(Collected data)

--- START ---

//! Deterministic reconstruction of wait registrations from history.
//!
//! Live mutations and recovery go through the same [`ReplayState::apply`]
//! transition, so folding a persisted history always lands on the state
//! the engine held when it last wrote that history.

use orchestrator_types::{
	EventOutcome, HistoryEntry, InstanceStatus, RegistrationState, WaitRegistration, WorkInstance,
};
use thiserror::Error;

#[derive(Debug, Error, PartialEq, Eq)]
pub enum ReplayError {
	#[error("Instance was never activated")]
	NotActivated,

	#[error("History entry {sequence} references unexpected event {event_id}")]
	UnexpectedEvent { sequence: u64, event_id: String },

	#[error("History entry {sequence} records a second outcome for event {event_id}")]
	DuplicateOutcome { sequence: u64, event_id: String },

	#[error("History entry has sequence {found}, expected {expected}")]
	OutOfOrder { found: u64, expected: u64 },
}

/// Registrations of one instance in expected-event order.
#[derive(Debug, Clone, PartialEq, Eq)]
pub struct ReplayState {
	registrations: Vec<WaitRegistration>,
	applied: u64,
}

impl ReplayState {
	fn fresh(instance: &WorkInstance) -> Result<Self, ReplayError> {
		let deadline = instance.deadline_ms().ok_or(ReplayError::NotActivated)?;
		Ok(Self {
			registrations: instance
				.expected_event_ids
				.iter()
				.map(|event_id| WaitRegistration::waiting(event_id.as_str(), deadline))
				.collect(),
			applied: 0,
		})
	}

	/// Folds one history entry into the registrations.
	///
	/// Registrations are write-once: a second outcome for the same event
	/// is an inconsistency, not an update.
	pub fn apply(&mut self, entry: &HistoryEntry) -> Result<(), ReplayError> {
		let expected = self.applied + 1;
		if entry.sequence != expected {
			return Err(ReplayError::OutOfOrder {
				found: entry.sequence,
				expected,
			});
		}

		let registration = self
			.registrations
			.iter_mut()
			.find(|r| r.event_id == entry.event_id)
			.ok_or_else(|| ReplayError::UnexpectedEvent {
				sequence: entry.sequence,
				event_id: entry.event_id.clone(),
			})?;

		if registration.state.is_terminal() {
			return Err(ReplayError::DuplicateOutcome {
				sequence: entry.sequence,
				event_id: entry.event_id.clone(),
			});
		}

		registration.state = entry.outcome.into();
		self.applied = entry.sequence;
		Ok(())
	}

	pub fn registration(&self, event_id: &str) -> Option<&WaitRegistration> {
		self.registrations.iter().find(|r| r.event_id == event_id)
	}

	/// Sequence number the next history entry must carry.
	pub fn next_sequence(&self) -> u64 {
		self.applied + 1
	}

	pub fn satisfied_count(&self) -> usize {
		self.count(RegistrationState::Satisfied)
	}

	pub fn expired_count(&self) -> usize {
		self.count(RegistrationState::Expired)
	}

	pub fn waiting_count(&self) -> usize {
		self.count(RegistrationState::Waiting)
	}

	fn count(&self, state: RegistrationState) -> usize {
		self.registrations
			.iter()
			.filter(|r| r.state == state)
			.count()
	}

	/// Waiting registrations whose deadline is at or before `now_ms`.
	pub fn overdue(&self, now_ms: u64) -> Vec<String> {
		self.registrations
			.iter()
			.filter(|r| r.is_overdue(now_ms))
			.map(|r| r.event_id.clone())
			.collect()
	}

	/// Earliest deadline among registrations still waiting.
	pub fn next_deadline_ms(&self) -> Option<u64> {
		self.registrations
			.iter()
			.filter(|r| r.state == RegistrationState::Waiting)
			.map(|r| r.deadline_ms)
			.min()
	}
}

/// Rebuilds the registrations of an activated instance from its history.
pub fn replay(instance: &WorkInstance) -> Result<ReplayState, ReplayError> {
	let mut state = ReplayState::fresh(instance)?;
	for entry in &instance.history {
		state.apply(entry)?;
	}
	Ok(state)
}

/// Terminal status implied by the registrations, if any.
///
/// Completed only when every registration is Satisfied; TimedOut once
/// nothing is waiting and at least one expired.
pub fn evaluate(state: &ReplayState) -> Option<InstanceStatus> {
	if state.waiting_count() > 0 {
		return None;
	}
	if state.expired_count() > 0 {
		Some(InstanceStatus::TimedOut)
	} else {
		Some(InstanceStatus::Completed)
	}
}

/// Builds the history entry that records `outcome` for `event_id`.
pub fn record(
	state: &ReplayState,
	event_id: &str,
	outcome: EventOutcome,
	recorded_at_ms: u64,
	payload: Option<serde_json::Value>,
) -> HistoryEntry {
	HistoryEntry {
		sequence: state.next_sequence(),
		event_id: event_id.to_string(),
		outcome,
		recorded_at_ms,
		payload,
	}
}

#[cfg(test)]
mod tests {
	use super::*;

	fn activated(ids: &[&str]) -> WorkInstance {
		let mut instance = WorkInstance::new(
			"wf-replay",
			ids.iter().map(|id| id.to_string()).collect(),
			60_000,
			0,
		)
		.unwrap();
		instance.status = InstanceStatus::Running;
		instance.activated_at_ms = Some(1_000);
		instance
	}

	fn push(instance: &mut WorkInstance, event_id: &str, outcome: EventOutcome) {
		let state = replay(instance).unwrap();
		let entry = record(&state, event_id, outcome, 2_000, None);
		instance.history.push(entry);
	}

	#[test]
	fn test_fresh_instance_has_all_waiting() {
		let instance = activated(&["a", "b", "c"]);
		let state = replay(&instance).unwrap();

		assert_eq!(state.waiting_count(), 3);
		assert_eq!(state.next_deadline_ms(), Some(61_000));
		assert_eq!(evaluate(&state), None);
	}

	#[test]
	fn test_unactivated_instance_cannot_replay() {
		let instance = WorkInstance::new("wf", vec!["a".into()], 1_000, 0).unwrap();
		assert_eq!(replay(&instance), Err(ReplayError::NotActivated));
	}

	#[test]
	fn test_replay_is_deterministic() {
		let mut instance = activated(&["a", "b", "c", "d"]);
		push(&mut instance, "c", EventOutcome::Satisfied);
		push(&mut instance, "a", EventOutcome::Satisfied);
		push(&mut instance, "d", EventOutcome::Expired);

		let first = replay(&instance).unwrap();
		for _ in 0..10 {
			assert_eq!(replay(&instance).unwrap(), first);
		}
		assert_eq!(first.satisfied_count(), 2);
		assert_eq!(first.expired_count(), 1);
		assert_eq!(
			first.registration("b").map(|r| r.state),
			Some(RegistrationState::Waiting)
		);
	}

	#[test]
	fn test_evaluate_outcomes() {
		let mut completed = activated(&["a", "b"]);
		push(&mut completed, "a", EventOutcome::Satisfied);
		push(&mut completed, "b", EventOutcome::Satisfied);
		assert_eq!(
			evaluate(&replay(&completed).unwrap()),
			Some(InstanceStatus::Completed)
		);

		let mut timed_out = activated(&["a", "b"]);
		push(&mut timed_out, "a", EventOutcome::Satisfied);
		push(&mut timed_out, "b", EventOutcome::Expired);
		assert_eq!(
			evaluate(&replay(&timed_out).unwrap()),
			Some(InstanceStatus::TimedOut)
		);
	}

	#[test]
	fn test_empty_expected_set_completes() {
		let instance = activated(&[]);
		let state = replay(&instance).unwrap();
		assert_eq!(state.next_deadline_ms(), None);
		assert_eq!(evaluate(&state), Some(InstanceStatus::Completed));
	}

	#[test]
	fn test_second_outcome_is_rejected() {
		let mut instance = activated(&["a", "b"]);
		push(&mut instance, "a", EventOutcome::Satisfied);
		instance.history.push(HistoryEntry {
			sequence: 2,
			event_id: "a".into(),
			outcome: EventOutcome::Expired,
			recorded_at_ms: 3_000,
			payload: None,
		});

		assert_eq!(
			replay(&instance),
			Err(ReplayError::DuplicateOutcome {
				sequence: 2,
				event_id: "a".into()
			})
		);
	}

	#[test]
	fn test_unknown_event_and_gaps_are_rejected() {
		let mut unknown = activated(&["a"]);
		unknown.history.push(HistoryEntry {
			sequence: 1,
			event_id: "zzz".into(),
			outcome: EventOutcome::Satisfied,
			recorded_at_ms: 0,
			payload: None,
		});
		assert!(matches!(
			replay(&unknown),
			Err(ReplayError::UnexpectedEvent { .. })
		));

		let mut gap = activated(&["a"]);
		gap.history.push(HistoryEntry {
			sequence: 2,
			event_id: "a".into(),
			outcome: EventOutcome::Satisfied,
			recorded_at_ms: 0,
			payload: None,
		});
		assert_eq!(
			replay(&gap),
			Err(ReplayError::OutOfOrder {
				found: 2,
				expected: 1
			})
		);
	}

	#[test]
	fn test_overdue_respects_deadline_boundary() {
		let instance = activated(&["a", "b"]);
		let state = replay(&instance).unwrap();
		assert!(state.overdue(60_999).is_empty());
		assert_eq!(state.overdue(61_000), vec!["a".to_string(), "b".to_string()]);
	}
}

--- END ---
--- START ---

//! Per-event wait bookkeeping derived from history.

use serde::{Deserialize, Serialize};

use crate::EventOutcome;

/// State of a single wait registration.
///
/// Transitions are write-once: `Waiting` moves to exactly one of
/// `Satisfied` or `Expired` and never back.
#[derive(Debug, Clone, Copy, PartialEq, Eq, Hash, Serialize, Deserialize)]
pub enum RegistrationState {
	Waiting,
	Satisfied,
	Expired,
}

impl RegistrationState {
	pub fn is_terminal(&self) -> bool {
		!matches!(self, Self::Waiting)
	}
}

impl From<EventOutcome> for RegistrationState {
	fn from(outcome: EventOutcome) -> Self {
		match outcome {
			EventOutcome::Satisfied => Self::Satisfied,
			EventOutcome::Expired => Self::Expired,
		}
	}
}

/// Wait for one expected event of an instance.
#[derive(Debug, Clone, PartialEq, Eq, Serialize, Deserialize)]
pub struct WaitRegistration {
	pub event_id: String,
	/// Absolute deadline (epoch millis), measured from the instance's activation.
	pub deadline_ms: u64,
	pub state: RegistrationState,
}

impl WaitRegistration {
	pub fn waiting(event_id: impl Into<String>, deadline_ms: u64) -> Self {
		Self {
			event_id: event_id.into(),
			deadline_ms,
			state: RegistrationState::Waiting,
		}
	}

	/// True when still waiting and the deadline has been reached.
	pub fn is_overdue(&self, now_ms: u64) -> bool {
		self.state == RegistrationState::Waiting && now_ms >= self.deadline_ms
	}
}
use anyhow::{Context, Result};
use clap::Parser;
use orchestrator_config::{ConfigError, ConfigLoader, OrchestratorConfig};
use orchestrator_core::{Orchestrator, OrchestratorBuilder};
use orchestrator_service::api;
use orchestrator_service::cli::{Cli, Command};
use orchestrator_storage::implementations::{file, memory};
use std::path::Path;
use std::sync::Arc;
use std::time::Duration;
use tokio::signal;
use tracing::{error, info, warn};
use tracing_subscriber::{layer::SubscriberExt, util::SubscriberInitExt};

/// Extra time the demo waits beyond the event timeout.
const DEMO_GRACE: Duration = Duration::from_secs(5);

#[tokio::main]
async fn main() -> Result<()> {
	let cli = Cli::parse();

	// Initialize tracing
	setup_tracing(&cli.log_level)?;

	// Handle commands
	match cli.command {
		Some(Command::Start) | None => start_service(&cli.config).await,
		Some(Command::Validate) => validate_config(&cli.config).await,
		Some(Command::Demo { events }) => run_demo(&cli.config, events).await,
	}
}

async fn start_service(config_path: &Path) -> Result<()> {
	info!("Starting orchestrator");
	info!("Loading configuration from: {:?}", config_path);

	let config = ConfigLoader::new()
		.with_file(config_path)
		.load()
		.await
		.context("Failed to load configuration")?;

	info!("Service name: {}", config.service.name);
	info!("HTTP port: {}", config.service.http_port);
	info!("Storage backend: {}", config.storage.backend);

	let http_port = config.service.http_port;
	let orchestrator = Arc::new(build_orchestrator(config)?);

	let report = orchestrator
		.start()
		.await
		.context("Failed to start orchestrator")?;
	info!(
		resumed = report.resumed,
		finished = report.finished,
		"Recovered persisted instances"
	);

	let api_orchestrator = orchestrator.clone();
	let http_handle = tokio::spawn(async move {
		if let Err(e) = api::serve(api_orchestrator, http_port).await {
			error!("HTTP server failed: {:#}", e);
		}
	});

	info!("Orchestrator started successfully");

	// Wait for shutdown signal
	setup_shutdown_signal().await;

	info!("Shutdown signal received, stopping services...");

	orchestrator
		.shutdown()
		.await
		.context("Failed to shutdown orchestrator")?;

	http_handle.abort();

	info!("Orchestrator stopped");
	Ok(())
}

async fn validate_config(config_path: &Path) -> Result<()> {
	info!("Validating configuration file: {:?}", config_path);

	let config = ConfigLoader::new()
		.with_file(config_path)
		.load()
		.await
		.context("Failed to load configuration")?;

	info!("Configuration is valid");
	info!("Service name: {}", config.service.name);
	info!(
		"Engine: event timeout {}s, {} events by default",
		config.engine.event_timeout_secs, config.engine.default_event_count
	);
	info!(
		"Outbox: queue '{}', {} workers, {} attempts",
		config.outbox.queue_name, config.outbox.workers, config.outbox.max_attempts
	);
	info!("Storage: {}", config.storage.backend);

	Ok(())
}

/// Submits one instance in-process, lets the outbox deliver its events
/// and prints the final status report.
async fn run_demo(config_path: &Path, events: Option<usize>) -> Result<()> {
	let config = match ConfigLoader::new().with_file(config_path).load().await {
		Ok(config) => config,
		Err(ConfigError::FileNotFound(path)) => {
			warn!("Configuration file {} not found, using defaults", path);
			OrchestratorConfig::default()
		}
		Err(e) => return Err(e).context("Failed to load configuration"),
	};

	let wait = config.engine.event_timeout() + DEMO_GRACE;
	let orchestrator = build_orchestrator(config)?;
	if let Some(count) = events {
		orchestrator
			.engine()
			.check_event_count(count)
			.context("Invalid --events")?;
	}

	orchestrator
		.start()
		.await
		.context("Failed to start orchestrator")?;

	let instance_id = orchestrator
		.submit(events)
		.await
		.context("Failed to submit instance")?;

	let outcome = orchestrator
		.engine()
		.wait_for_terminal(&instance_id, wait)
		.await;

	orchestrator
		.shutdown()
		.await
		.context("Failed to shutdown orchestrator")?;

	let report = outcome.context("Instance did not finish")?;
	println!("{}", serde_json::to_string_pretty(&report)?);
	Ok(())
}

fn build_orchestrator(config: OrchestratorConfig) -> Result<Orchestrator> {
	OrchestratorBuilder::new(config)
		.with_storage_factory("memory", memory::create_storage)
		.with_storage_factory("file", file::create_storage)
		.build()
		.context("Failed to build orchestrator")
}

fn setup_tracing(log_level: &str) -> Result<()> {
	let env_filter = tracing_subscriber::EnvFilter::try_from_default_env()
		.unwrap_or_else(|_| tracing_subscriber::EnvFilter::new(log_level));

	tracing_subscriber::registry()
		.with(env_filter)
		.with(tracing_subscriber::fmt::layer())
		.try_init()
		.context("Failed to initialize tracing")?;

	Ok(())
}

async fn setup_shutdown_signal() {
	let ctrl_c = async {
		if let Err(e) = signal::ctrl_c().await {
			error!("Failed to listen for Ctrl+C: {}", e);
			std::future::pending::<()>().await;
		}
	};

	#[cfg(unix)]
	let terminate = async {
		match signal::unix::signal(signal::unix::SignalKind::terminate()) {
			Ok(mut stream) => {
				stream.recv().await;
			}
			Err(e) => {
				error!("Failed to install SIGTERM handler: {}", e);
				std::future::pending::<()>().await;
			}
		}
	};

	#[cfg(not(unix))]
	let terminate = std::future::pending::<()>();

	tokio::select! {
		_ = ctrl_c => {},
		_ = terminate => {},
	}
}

--- END ---

*Problem to solve:*
Show all lines from the data that contain "bool".

*The completed task:*
	pub fn is_terminal(&self) -> bool {
	pub fn is_overdue(&self, now_ms: u64) -> bool {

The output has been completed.